When a company goes bankrupt or insolvent, the employees of that company lose their jobs. These unlucky employees are most likely going to be concerned about how they can access any money that was owed to them by the company that has become insolvent or bankrupt.

There are a number of safeguards in place that aim to protect the rights of the employee. First and foremost, the employee will be made redundant immediately by the insolvent company.

Due to being dismissed via redundancy, an employee will be entitled to notice and redundancy payments. These payments will also include any wages, leave payments, superannuation and any other amounts of money which they are owed. There are also some statutory instruments that prioritise payments to employee creditors if there are any assets remaining.

In most cases, the Bankruptcy Trustee or the Liquidator are not liable for any debts that are owed to the employees.
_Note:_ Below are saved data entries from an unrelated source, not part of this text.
#[cfg(test)]
mod tests {
    use super::*;

    fn kinds(source: &str) -> Vec<SyntaxKind> {
        lex(source).0.iter().map(|t| t.kind).collect()
    }

    fn texts<'s>(source: &'s str) -> Vec<(SyntaxKind, &'s str)> {
        lex(source)
            .0
            .iter()
            .map(|t| (t.kind, t.text(source)))
            .collect()
    }

    #[test]
    fn every_byte_lands_in_a_token() {
        let source = "class C { int x = 0x1F; } // done\r\n/* block */\t'a' \"s\\\"t\"";
        let (tokens, _) = lex(source);
        let total: u32 = tokens.iter().map(|t| u32::from(t.range.len())).sum();
        assert_eq!(total as usize, source.len());
    }

    #[test]
    fn keywords_and_identifiers() {
        assert_eq!(
            kinds("class Goo"),
            vec![
                SyntaxKind::ClassKw,
                SyntaxKind::Whitespace,
                SyntaxKind::Identifier,
                SyntaxKind::Eof,
            ]
        );
        // Contextual query words stay identifiers.
        assert_eq!(kinds("from")[0], SyntaxKind::Identifier);
        assert_eq!(kinds("var")[0], SyntaxKind::Identifier);
    }

    #[test]
    fn compound_operators_longest_match() {
        assert_eq!(
            kinds("<<= ?? ??= ?. => != ->"),
            vec![
                SyntaxKind::LessThanLessThanEquals,
                SyntaxKind::Whitespace,
                SyntaxKind::QuestionQuestion,
                SyntaxKind::Whitespace,
                SyntaxKind::QuestionQuestionEquals,
                SyntaxKind::Whitespace,
                SyntaxKind::QuestionDot,
                SyntaxKind::Whitespace,
                SyntaxKind::EqualsGreaterThan,
                SyntaxKind::Whitespace,
                SyntaxKind::ExclamationEquals,
                SyntaxKind::Whitespace,
                SyntaxKind::MinusGreaterThan,
                SyntaxKind::Eof,
            ]
        );
    }

    #[test]
    fn greater_than_never_fuses() {
        // The parser pairs adjacent `>` itself; the lexer must not.
        assert_eq!(
            kinds(">>"),
            vec![SyntaxKind::GreaterThan, SyntaxKind::GreaterThan, SyntaxKind::Eof]
        );
        assert_eq!(
            kinds(">>=")[..2],
            [SyntaxKind::GreaterThan, SyntaxKind::GreaterThanEquals]
        );
    }

    #[test]
    fn crlf_is_one_newline_token() {
        assert_eq!(
            texts("a\r\nb"),
            vec![
                (SyntaxKind::Identifier, "a"),
                (SyntaxKind::Newline, "\r\n"),
                (SyntaxKind::Identifier, "b"),
                (SyntaxKind::Eof, ""),
            ]
        );
    }

    #[test]
    fn numbers() {
        assert_eq!(kinds("42")[0], SyntaxKind::IntLiteral);
        assert_eq!(kinds("0xFF_0")[0], SyntaxKind::IntLiteral);
        assert_eq!(kinds("1.5")[0], SyntaxKind::RealLiteral);
        assert_eq!(kinds("1e10")[0], SyntaxKind::RealLiteral);
        assert_eq!(kinds("2.5e-3f")[0], SyntaxKind::RealLiteral);
        // Member access off a literal keeps the dot.
        assert_eq!(
            kinds("1.ToString")[..3],
            [SyntaxKind::IntLiteral, SyntaxKind::Dot, SyntaxKind::Identifier]
        );
    }

    #[test]
    fn unterminated_block_comment_reports_and_still_round_trips() {
        let source = "a /* never closed";
        let (tokens, diags) = lex(source);
        assert_eq!(diags.len(), 1);
        assert_eq!(diags[0].code, DiagnosticCode::UnterminatedComment);
        let total: u32 = tokens.iter().map(|t| u32::from(t.range.len())).sum();
        assert_eq!(total as usize, source.len());
    }

    #[test]
    fn directive_lines_are_delimited() {
        assert_eq!(
            texts("#!xyz\n"),
            vec![
                (SyntaxKind::HashBang, "#!"),
                (SyntaxKind::DirectiveText, "xyz"),
                (SyntaxKind::Newline, "\n"),
                (SyntaxKind::Eof, ""),
            ]
        );
        assert_eq!(
            texts("#:name value\n"),
            vec![
                (SyntaxKind::HashColon, "#:"),
                (SyntaxKind::DirectiveName, "name"),
                (SyntaxKind::DirectiveText, " value"),
                (SyntaxKind::Newline, "\n"),
                (SyntaxKind::Eof, ""),
            ]
        );
        assert_eq!(
            texts("#if DEBUG && X\n"),
            vec![
                (SyntaxKind::Hash, "#"),
                (SyntaxKind::DirectiveName, "if"),
                (SyntaxKind::DirectiveText, " DEBUG && X"),
                (SyntaxKind::Newline, "\n"),
                (SyntaxKind::Eof, ""),
            ]
        );
    }

    #[test]
    fn hash_mid_line_is_not_a_directive() {
        // Directive markers only exist at line starts; a stray mid-line `#`
        // is an ordinary bad character.
        assert_eq!(
            kinds("a #"),
            vec![
                SyntaxKind::Identifier,
                SyntaxKind::Whitespace,
                SyntaxKind::ErrorToken,
                SyntaxKind::Eof,
            ]
        );
        // Indented directives are still directives.
        assert_eq!(kinds("  #endif\n")[1], SyntaxKind::Hash);
    }

    #[test]
    fn empty_directive_has_no_content_tokens() {
        assert_eq!(
            texts("#:\n"),
            vec![
                (SyntaxKind::HashColon, "#:"),
                (SyntaxKind::Newline, "\n"),
                (SyntaxKind::Eof, ""),
            ]
        );
    }
}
However, if they decide to continue to utilise the services associated with the employee, there might be rare circumstances where there will be some level of liability for the Bankruptcy Trustee or the Liquidator. 
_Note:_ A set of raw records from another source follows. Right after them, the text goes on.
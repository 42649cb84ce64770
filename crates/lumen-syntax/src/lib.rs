//! Lumen Syntax
//!
//! Error-tolerant parsing core for the Lumen language: a hand-written
//! recursive-descent parser producing lossless rowan syntax trees.
//!
//! Parsing is *total*: every input string, well-formed or not, yields a
//! complete tree whose text reproduces the input byte-for-byte, plus an
//! ordered list of [`Diagnostic`] values. Missing required tokens are
//! synthesized as zero-width tokens of the right kind; tokens no rule wants
//! are preserved verbatim under `SkippedTokens` nodes.

pub mod ast;
pub mod diagnostics;
mod directives;
pub mod language;
mod lexer;
mod parser;
pub mod syntax_kind;

use rowan::GreenNode;
use thiserror::Error;

pub use crate::diagnostics::{Diagnostic, DiagnosticCode};
pub use crate::language::{LumenLanguage, SyntaxElement, SyntaxNode, SyntaxToken};
pub use crate::syntax_kind::SyntaxKind;

use crate::parser::RootKind;

/// Immutable configuration for one parse invocation. Threaded explicitly
/// through the parser; never process-wide state.
#[derive(Debug, Clone, Default, PartialEq, Eq)]
pub struct ParseOptions {
    /// Recognize `#:` ignored-metadata directives. When off they still
    /// parse structurally but carry a feature-required diagnostic.
    pub allow_ignored_directives: bool,
}

/// Errors raised before parsing starts. There is no error path *during*
/// parsing; malformed input produces diagnostics, not `Err`.
#[derive(Debug, Error)]
pub enum SyntaxError {
    #[error("source is {0} bytes; trees address at most u32::MAX")]
    SourceTooLarge(usize),
}

/// The result of a parse: the green tree plus its diagnostics.
#[derive(Debug, Clone)]
pub struct Parse {
    green: GreenNode,
    diagnostics: Vec<Diagnostic>,
}

impl Parse {
    /// Root of the tree. The returned node owns the whole subtree; its
    /// `text()` is exactly the input source.
    pub fn syntax(&self) -> SyntaxNode {
        SyntaxNode::new_root(self.green.clone())
    }

    pub fn green(&self) -> &GreenNode {
        &self.green
    }

    /// All diagnostics, sorted by position (stable for equal positions).
    pub fn diagnostics(&self) -> &[Diagnostic] {
        &self.diagnostics
    }

    pub fn has_errors(&self) -> bool {
        !self.diagnostics.is_empty()
    }
}

/// Parse a whole source file.
pub fn parse_compilation_unit(source: &str, options: &ParseOptions) -> Result<Parse, SyntaxError> {
    parse(source, options, RootKind::CompilationUnit)
}

/// Parse a single statement (embedding starting context).
pub fn parse_statement(source: &str, options: &ParseOptions) -> Result<Parse, SyntaxError> {
    parse(source, options, RootKind::Statement)
}

/// Parse a single expression (embedding starting context).
pub fn parse_expression(source: &str, options: &ParseOptions) -> Result<Parse, SyntaxError> {
    parse(source, options, RootKind::Expression)
}

/// Parse a single type (embedding starting context).
pub fn parse_type(source: &str, options: &ParseOptions) -> Result<Parse, SyntaxError> {
    parse(source, options, RootKind::Type)
}

fn parse(source: &str, options: &ParseOptions, root: RootKind) -> Result<Parse, SyntaxError> {
    if source.len() > u32::MAX as usize {
        return Err(SyntaxError::SourceTooLarge(source.len()));
    }
    let (green, diagnostics) = parser::parse_root(source, options, root);
    tracing::debug!(
        bytes = source.len(),
        diagnostics = diagnostics.len(),
        "parsed {:?} root",
        root
    );
    Ok(Parse { green, diagnostics })
}

/// Initialize the tracing subscriber for logging
pub fn init_tracing() {
    use tracing_subscriber::{EnvFilter, layer::SubscriberExt, util::SubscriberInitExt};

    let filter = EnvFilter::try_from_default_env().unwrap_or_else(|_| EnvFilter::new("lumen=info"));

    tracing_subscriber::registry()
        .with(filter)
        .with(
            tracing_subscriber::fmt::layer()
                .with_target(false)
                .with_thread_ids(false)
                .with_file(true)
                .with_line_number(true),
        )
        .init();
}

/// Version information
pub const VERSION: &str = env!("CARGO_PKG_VERSION");
pub const NAME: &str = env!("CARGO_PKG_NAME");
Fair Entitlements Guarantee (FEG)

FEG can be best described as a scheme ran by the Australian Government that offers financial assistance to cover specific outstanding employee entitlements that arise from liquidation or bankruptcy. 

An employee can meet all the requirements associated with the Fair Entitlements Guarantee Act 2012 if all of the following conditions have been met. 
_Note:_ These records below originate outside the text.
//! Rowan language implementation for Lumen.
//!
//! Connects [`SyntaxKind`] to Rowan's generic green/red tree infrastructure.

use rowan::Language;

use crate::syntax_kind::SyntaxKind;

/// Zero-sized marker tying [`SyntaxKind`] to Rowan's tree types.
#[derive(Debug, Clone, Copy, PartialEq, Eq, PartialOrd, Ord, Hash)]
pub struct LumenLanguage;

impl Language for LumenLanguage {
    type Kind = SyntaxKind;

    fn kind_from_raw(raw: rowan::SyntaxKind) -> Self::Kind {
        // Out-of-range values can only come from a tree this crate did not
        // build; surface them as error tokens instead of panicking.
        match SyntaxKind::from_raw(raw.0) {
            Some(kind) => kind,
            None => {
                tracing::warn!(raw = raw.0, "unknown syntax kind");
                SyntaxKind::ErrorToken
            }
        }
    }

    fn kind_to_raw(kind: Self::Kind) -> rowan::SyntaxKind {
        rowan::SyntaxKind(kind as u16)
    }
}

impl From<SyntaxKind> for rowan::SyntaxKind {
    fn from(kind: SyntaxKind) -> Self {
        LumenLanguage::kind_to_raw(kind)
    }
}

pub type SyntaxNode = rowan::SyntaxNode<LumenLanguage>;
pub type SyntaxToken = rowan::SyntaxToken<LumenLanguage>;
pub type SyntaxElement = rowan::SyntaxElement<LumenLanguage>;
pub type SyntaxNodeChildren = rowan::SyntaxNodeChildren<LumenLanguage>;

#[cfg(test)]
mod tests {
    use super::*;

    #[test]
    fn kind_round_trips_through_raw() {
        let kinds = [
            SyntaxKind::Whitespace,
            SyntaxKind::ClassKw,
            SyntaxKind::Identifier,
            SyntaxKind::CompilationUnit,
            SyntaxKind::FunctionPointerType,
            SyntaxKind::SkippedTokens,
        ];
        for &kind in &kinds {
            let raw = LumenLanguage::kind_to_raw(kind);
            assert_eq!(LumenLanguage::kind_from_raw(raw), kind);
        }
    }

    #[test]
    fn out_of_range_raw_maps_to_error_token() {
        let raw = rowan::SyntaxKind(u16::MAX);
        assert_eq!(LumenLanguage::kind_from_raw(raw), SyntaxKind::ErrorToken);
    }
}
These conditions include; that the employment with the employer has ended, the individual’s former employer has entered liquidation or bankruptcy either on or after 5th December 2012.

Furthermore, the discontinuation of the individual’s employment; was due to the employer becoming insolvent, it has also occurred less than 6 months prior to the appointment of an insolvency practitioner for the employer, it must have also occurred on or after the date where the appointment of the insolvency practitioner was made by the employer.

The individual must also be owed the following entitlements such as; long-service leave or annual leave or payments in lieu of notice or a redundancy payment or wages entitlements.

The individual must have also taken reasonable steps necessary to provide evidence that indicates that there are debts in the winding up or the bankruptcy of their employer.

Furthermore, if the employee was owed employment entitlements prior to the occurrence of the insolvency, they must have taken reasonable steps to make sure that they were paid the money they were owed.

The individual must have also been an Australian citizen or a holder of a permanent via or special category visa at the time when their employment had ended. 

The individual or someone who is acting on behalf of the individual, must have also made a strong claim that the individual is eligible for an advance as outlined in under section 14 of the Migration Act 1958.

FEG Will Most Likely Pay

It is likely that FEG will pay a maximum of 13 weeks’ worth of unpaid wages, will pay the final 13 weeks of employment, or they will pay the final 13 weeks before the appointment of an insolvency practitioner was made (whichever of the three events has occurred first).

FEG will also most likely pay an unpaid annual leave or any unpaid long service leave which is owed to the employee.

They will also most likely pay any unpaid amounts in lieu of notice with a maximum of 5 weeks’ worth of pay. In terms of unpaid redundancy, they will most likely pay a maximum of 4 weeks for each completed year of service. There is also pro rata available for service that was undertaken for less than 12 months. 

Furthermore, superannuation entitlements will not be paid unless there is sufficient funds available to pay out any superannuation contributions. 

Any individual who is hoping to access FEG is required to submit a claim no later than 12 months following the day that their employment contract was terminated or 12 months following the day that the business became insolvent (whichever day has occurred later).